// ============================================================================
// txbridge Library
// ============================================================================

//! Runs an entity store's work inside transactions owned by an external
//! transaction manager.
//!
//! The store is configured without its own cache or transaction handling.
//! Reads run in read transactions of the manager, and transactional bodies
//! run in write transactions. Lazy results keep their read transaction open
//! until the cursor is closed. Connections handed to the store are wrapped
//! so that statements and result sets always report the connection they
//! came from, even behind a transaction-bound proxy.
//!
//! # Examples
//!
//! ```
//! use std::sync::Arc;
//! use txbridge::core::{Column, DataType, Result, Row, Value};
//! use txbridge::orm::{Entity, EntityModel, EntityStore};
//! use txbridge::storage::MemoryDataSource;
//! use txbridge::transaction::{DataSourceTransactionManager, TransactionOperations};
//! use txbridge::ManagedStoreFactory;
//!
//! #[derive(Clone, Debug, PartialEq)]
//! struct Note {
//!     id: i64,
//!     text: String,
//! }
//!
//! impl Entity for Note {
//!     const TABLE: &'static str = "notes";
//!
//!     fn attributes() -> Vec<Column> {
//!         vec![
//!             Column::new("id", DataType::Integer).primary_key(),
//!             Column::new("text", DataType::Text),
//!         ]
//!     }
//!
//!     fn key(&self) -> Value {
//!         Value::from(self.id)
//!     }
//!
//!     fn to_row(&self) -> Row {
//!         vec![Value::from(self.id), Value::from(self.text.as_str())]
//!     }
//!
//!     fn from_row(row: &Row) -> Result<Self> {
//!         Ok(Note {
//!             id: row[0].as_i64().unwrap_or_default(),
//!             text: row[1].to_string(),
//!         })
//!     }
//! }
//!
//! # fn main() -> Result<()> {
//! let source = Arc::new(MemoryDataSource::new("notes"));
//! let model = Arc::new(EntityModel::new("notes").with::<Note>());
//! model.create_tables(source.as_ref())?;
//!
//! let manager = Arc::new(DataSourceTransactionManager::new("notes", source));
//! let store = ManagedStoreFactory::new().create_for("notes", model, manager.clone())?;
//!
//! manager.execute_write(|_| store.insert(Note { id: 1, text: "hello".into() }))?;
//! let note: Option<Note> = store.find_by_key(1)?;
//! assert_eq!(note.map(|n| n.text), Some("hello".to_string()));
//! # Ok(())
//! # }
//! ```

pub mod config;
pub mod connection;
pub mod core;
pub mod executor;
pub mod managed;
pub mod orm;
pub mod storage;
pub mod transaction;

pub use config::StoreSettings;
pub use core::{Result, StoreError, Value};
pub use managed::{ManagedEntityStore, ManagedStoreFactory};
pub use transaction::{DataSourceTransactionManager, TransactionManager, TransactionOperations};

Exercise: Reading through the records above, report each line in which the string "Value" is found.

Solution to the problem:
//! use txbridge::core::{Column, DataType, Result, Row, Value};
//!     fn key(&self) -> Value {
//!         Value::from(self.id)
//!         vec![Value::from(self.id), Value::from(self.text.as_str())]
pub use core::{Result, StoreError, Value};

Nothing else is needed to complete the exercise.